*Task goal*. Using the data beneath, show every line that includes the word "const".

[Records shown Boundary: Start]

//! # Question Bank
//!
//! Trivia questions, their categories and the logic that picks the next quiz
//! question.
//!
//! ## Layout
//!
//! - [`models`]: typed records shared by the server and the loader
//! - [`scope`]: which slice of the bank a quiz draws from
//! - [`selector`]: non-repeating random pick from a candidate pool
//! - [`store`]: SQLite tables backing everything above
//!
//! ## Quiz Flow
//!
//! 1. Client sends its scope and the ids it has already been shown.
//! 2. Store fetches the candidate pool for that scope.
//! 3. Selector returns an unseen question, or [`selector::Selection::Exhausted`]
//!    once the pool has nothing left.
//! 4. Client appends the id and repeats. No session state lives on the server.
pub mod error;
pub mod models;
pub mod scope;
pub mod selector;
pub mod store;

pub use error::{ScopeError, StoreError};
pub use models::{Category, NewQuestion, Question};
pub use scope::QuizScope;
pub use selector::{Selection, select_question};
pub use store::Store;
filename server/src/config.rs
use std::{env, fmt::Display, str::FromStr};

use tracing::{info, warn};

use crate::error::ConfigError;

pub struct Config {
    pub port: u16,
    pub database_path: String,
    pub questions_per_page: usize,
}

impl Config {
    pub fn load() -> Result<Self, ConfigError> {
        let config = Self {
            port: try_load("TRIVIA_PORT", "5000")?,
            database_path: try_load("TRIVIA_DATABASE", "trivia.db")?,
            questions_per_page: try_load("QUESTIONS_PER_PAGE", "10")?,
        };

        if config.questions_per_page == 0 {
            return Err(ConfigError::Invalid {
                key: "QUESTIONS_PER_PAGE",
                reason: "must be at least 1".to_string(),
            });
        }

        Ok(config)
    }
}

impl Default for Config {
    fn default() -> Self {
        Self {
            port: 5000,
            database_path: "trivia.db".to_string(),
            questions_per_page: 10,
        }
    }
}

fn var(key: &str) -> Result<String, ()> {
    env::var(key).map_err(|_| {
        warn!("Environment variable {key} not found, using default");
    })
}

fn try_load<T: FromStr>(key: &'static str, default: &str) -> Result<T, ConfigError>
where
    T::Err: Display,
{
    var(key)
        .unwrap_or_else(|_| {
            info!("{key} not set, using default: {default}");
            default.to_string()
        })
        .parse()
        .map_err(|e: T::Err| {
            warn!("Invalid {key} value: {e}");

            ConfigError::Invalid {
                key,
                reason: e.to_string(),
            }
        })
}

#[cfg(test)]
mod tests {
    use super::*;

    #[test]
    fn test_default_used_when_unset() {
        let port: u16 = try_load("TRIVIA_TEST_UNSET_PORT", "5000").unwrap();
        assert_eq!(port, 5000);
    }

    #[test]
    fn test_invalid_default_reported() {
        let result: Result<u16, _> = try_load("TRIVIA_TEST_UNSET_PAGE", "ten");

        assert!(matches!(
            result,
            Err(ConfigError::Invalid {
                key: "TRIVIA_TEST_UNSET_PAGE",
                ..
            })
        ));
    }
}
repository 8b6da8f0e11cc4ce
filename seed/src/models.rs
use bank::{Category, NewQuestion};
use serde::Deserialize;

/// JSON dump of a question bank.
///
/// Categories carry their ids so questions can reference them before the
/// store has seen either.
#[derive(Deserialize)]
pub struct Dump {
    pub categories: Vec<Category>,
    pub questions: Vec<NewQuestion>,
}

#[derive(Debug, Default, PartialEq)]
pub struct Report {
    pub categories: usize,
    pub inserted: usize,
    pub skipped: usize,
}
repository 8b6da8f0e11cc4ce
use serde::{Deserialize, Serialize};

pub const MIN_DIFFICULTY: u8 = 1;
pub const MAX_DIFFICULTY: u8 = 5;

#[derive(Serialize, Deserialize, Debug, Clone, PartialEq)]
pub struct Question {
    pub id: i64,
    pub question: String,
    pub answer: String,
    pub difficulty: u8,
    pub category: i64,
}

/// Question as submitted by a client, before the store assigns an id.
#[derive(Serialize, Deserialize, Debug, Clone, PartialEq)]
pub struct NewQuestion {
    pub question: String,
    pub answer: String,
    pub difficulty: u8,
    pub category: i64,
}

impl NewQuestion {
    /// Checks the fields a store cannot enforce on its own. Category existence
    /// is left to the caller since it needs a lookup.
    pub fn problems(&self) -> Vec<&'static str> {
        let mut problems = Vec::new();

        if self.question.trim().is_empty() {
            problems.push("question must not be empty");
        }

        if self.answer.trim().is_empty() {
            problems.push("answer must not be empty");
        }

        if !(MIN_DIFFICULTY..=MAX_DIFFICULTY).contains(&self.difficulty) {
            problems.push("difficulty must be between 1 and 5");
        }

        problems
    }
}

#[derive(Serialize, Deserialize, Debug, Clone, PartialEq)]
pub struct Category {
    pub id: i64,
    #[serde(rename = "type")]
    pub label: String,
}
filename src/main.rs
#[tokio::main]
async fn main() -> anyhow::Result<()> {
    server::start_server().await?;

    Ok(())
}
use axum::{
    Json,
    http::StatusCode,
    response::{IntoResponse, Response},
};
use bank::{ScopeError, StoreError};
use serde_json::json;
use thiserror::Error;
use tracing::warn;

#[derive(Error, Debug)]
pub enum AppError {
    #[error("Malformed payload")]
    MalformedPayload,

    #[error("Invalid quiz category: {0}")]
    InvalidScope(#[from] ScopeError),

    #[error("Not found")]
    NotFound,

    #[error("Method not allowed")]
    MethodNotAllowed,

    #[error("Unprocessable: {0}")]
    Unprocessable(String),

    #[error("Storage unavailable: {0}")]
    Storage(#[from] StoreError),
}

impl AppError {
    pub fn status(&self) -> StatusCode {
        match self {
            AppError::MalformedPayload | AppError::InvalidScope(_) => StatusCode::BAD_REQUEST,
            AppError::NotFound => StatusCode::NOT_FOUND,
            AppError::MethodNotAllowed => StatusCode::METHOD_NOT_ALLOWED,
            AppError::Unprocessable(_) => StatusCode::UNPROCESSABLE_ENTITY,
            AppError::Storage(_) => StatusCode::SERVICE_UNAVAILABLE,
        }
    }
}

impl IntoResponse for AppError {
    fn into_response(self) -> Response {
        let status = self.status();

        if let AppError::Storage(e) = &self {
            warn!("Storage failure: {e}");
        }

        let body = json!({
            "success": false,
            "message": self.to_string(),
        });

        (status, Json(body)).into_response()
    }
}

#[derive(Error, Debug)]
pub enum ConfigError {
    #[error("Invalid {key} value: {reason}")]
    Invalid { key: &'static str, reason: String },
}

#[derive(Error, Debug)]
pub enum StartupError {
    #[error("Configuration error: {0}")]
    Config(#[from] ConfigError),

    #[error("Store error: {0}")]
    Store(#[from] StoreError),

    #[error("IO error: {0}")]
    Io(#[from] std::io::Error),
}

[Records shown Boundary: End]

*The answer*.
pub const MIN_DIFFICULTY: u8 = 1;
pub const MAX_DIFFICULTY: u8 = 5;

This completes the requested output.